When a line of the entries contains the word "methods", report that line.

[Records from a data collection]
......

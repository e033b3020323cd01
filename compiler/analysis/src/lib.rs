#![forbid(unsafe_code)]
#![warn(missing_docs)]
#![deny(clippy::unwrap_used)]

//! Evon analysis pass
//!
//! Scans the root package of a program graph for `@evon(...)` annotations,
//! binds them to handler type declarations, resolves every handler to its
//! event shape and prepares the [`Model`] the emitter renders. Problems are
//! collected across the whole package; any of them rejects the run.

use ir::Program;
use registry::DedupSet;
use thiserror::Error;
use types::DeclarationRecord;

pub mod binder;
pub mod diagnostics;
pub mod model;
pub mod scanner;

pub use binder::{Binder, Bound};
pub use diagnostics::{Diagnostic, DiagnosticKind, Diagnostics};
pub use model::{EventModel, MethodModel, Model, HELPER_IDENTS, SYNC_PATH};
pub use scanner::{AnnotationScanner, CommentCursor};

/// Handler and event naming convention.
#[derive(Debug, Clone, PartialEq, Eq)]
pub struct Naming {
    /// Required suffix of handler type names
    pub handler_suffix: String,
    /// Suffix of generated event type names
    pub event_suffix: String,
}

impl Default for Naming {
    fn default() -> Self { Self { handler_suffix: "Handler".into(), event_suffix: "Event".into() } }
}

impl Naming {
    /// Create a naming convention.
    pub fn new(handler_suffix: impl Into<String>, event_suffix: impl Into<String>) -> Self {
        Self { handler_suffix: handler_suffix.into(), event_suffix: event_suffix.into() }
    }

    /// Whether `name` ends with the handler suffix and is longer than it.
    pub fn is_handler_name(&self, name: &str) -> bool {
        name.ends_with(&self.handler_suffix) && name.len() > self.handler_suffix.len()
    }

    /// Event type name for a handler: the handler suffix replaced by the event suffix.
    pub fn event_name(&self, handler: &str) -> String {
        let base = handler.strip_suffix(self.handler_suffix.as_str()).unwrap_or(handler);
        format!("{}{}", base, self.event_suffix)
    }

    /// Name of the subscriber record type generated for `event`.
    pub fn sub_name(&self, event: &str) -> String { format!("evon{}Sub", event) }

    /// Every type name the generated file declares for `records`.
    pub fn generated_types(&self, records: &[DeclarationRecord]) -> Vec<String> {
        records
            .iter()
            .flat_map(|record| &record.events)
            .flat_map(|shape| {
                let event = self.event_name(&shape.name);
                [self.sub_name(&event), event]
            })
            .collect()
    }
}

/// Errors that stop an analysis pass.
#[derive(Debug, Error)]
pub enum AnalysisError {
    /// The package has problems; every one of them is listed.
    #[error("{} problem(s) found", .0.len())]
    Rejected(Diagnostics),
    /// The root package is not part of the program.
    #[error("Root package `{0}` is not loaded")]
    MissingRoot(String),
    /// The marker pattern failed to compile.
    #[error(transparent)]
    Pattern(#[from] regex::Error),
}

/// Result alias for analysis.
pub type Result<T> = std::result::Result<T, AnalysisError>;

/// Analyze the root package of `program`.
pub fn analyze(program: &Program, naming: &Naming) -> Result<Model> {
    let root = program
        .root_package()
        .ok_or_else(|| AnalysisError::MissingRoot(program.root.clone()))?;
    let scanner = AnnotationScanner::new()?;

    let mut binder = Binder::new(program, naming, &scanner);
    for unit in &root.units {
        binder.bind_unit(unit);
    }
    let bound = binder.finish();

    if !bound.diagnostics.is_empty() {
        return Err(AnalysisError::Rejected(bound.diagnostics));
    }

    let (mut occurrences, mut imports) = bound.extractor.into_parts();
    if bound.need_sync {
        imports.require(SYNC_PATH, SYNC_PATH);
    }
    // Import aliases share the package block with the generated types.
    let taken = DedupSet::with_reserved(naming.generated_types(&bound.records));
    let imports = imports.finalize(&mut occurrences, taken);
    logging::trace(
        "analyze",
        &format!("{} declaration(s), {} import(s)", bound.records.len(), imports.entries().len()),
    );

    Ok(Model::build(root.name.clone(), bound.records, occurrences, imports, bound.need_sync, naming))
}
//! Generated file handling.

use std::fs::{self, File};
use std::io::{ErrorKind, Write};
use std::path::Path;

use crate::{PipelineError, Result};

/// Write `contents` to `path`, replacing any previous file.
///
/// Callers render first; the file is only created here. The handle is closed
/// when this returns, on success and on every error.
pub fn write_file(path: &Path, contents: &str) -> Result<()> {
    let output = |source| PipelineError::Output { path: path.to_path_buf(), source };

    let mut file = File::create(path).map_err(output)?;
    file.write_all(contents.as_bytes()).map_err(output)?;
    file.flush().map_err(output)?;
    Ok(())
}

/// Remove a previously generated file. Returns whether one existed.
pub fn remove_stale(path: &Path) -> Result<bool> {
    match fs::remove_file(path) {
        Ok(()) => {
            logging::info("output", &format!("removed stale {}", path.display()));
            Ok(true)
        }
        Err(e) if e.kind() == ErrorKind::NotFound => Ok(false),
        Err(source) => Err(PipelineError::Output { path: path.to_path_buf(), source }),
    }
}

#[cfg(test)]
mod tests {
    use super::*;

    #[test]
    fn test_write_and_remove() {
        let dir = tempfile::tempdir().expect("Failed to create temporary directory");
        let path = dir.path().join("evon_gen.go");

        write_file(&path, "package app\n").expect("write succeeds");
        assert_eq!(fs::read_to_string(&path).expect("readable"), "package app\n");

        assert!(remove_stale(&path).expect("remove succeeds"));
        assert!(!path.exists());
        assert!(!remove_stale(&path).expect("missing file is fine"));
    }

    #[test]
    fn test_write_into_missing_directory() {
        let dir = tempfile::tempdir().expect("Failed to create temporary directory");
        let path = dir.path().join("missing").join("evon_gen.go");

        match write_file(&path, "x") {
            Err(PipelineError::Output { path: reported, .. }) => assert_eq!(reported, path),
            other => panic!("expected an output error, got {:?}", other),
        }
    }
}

......

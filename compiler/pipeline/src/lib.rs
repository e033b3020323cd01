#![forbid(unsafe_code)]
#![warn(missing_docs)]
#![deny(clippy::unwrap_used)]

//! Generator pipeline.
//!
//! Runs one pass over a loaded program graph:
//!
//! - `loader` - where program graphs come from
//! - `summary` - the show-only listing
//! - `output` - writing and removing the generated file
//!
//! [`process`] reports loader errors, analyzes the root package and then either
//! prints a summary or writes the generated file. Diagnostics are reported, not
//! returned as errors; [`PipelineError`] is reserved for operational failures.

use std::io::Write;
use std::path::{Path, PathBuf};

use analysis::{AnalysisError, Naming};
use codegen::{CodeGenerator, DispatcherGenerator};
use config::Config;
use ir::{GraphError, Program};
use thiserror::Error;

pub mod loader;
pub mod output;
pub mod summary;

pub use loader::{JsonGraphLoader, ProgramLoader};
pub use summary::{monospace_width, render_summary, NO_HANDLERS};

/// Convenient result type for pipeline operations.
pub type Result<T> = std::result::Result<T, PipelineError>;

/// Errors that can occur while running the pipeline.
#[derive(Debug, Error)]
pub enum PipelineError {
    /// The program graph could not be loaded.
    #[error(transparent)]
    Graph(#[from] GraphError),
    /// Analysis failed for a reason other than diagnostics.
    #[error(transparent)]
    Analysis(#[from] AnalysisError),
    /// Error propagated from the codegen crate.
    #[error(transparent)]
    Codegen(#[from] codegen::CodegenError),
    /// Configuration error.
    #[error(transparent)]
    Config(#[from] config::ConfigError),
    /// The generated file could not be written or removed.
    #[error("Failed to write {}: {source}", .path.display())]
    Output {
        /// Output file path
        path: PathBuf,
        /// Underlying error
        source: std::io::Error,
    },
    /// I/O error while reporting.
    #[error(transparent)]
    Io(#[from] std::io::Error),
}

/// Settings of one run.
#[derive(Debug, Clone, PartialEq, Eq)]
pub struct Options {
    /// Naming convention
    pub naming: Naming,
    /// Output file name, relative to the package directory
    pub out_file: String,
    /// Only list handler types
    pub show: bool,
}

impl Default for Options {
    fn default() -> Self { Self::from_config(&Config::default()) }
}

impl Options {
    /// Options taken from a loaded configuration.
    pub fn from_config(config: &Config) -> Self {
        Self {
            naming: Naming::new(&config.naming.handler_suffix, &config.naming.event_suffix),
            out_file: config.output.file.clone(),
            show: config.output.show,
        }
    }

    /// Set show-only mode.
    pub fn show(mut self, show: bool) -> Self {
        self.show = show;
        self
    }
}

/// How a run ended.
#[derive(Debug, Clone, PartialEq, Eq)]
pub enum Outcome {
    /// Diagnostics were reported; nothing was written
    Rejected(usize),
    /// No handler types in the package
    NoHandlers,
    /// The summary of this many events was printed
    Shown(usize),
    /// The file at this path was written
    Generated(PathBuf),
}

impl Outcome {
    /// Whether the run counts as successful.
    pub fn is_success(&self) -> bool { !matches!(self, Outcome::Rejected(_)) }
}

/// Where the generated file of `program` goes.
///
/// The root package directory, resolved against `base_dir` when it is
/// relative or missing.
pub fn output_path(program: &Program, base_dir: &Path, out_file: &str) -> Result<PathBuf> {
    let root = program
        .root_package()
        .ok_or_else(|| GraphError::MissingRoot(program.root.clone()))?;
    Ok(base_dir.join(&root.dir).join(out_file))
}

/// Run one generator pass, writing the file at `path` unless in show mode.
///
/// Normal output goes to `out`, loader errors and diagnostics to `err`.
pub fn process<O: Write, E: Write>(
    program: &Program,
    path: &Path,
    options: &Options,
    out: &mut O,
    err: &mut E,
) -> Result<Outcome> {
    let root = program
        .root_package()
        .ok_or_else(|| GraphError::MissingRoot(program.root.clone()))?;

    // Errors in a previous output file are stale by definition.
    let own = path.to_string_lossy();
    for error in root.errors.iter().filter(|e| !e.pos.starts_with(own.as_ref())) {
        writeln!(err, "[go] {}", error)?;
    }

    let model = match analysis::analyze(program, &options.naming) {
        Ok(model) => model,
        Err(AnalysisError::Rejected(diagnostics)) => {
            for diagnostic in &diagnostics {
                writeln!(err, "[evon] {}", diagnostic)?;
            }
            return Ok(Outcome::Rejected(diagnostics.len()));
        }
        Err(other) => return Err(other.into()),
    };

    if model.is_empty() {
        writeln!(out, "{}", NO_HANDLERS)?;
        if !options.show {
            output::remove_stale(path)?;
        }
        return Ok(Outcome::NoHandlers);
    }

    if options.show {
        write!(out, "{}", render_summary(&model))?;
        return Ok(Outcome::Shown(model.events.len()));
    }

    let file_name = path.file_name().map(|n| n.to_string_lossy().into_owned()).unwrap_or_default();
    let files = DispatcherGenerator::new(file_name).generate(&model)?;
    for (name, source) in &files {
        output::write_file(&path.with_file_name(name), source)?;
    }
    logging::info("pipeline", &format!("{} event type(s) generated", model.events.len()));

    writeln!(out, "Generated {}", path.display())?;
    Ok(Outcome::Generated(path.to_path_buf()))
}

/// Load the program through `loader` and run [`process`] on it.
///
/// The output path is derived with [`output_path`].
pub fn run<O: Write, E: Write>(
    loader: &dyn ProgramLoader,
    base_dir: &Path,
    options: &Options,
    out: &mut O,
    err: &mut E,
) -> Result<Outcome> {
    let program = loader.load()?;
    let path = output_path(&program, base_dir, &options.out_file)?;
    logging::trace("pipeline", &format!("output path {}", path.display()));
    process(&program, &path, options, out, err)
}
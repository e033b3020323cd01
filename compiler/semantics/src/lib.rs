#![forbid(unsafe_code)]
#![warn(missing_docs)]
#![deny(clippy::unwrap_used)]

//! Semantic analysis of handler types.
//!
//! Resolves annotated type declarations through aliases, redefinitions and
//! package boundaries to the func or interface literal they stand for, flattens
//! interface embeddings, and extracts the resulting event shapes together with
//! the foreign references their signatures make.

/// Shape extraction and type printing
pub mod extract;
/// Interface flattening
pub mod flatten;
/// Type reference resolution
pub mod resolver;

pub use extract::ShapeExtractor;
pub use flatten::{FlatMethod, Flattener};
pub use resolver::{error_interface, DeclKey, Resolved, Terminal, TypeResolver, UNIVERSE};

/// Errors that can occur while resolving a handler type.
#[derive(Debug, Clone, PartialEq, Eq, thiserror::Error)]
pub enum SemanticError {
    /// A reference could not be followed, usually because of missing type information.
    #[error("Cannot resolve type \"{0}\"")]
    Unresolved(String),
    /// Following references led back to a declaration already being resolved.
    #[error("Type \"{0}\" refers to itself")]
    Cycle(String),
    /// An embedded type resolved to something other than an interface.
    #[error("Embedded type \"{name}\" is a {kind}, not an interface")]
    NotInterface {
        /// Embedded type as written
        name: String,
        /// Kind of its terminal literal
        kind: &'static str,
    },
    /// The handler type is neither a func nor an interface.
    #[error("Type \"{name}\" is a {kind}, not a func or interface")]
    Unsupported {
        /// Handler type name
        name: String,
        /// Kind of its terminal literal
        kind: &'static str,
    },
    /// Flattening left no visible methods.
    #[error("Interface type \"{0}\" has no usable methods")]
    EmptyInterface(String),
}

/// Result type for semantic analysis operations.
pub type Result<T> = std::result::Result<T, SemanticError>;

......

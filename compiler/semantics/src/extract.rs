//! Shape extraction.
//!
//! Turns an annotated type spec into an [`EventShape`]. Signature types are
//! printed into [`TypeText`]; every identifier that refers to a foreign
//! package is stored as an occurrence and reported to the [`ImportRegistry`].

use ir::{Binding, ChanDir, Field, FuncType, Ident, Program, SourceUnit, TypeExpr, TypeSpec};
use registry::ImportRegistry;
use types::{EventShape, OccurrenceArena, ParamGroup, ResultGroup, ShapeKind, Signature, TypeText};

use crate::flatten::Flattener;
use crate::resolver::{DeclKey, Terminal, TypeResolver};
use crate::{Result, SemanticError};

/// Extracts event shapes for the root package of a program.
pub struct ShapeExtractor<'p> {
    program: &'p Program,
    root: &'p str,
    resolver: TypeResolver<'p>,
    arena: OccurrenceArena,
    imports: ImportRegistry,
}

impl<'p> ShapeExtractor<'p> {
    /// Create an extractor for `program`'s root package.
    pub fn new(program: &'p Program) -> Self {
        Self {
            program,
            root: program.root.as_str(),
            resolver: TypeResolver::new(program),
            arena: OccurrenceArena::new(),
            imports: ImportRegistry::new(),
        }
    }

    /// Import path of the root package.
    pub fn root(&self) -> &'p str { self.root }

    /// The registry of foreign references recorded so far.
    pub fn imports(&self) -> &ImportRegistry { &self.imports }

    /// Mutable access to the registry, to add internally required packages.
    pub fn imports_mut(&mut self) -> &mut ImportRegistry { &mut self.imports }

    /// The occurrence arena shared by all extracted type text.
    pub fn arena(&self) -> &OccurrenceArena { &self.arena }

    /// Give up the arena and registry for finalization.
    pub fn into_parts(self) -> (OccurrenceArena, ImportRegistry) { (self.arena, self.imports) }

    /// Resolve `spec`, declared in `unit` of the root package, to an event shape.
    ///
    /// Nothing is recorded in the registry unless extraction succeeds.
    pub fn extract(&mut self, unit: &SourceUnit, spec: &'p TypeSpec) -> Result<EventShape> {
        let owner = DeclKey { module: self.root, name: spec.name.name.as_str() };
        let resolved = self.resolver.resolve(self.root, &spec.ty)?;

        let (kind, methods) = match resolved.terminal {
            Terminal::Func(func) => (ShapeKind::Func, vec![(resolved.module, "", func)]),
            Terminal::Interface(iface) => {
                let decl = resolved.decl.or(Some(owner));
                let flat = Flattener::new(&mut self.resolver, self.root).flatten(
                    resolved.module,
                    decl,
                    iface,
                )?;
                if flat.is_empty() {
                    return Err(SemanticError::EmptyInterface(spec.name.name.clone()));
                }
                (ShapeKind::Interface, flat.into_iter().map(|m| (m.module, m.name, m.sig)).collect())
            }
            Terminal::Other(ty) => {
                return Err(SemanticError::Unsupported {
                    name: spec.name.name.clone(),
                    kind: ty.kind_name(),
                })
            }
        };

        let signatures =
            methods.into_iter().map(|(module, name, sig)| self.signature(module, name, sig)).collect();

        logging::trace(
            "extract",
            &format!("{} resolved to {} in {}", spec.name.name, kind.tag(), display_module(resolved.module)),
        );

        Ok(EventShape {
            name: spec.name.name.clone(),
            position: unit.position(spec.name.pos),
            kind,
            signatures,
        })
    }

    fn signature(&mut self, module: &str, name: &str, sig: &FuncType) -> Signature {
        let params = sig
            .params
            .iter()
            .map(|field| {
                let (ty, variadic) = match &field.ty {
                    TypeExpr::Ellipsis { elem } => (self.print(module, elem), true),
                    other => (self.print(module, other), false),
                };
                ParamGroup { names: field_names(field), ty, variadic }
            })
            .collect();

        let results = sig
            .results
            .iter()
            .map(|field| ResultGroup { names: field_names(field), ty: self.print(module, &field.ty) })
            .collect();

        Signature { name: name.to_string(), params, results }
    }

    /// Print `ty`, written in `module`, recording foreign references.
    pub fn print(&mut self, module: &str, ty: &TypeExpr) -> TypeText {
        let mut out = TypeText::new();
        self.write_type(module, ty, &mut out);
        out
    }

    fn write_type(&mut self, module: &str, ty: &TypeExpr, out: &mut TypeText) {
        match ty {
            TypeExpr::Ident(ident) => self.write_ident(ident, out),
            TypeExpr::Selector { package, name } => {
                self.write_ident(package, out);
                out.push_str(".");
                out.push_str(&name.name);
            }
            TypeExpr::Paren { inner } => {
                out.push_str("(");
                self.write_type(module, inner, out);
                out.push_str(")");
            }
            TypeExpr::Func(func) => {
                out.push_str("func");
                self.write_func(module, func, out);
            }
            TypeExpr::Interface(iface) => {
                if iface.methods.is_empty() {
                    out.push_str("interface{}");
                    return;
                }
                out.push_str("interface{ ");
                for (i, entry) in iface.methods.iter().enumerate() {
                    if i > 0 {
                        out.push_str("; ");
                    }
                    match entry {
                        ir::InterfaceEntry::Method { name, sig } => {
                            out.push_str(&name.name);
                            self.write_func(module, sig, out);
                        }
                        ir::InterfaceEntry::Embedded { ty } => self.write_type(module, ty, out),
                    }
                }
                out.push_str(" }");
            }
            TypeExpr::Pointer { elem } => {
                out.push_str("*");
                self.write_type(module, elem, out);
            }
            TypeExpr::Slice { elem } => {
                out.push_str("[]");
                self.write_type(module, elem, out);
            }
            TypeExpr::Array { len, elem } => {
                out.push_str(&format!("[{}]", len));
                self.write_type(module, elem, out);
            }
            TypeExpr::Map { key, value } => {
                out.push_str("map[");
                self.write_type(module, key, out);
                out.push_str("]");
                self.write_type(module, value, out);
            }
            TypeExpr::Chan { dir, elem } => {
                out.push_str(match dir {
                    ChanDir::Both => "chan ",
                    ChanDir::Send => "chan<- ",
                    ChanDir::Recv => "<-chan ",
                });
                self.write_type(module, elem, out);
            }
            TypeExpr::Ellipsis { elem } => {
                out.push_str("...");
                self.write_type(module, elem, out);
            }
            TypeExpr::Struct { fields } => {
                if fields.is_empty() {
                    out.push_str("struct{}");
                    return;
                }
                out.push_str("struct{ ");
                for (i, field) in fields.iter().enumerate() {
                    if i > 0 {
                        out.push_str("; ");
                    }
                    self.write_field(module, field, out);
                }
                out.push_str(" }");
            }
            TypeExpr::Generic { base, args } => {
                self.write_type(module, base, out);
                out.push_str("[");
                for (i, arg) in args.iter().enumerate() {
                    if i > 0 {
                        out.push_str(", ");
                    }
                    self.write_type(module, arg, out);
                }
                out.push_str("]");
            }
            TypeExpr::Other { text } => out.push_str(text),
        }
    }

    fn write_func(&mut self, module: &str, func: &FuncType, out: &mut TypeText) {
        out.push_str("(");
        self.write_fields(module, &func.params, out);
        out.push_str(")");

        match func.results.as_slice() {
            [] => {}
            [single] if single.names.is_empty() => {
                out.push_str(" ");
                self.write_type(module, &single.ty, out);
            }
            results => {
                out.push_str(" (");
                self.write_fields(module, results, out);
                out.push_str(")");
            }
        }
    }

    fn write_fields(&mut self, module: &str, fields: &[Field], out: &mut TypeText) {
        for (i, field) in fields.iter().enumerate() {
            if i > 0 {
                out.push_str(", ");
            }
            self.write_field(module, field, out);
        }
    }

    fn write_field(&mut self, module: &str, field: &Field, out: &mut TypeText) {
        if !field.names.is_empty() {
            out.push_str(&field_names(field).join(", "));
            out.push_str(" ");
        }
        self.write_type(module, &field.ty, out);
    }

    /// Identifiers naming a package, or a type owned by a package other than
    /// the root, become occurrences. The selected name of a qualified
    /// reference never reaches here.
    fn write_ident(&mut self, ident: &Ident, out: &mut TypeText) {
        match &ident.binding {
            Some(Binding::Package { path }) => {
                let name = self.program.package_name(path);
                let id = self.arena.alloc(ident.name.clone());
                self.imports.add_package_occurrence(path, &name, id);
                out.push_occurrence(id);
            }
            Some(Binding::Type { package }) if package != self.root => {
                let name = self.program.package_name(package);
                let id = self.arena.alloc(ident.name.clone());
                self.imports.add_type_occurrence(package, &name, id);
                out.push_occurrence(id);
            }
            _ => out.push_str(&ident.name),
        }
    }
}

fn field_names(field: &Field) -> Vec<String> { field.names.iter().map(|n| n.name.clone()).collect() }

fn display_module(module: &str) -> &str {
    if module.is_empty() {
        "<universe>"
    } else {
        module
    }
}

......

**SOLUTION TO THIS PROBLEM:**
    /// Flattening left no visible methods.
    #[error("Interface type \"{0}\" has no usable methods")]
        let (kind, methods) = match resolved.terminal {
            methods.into_iter().map(|(module, name, sig)| self.signature(module, name, sig)).collect();
                if iface.methods.is_empty() {
                for (i, entry) in iface.methods.iter().enumerate() {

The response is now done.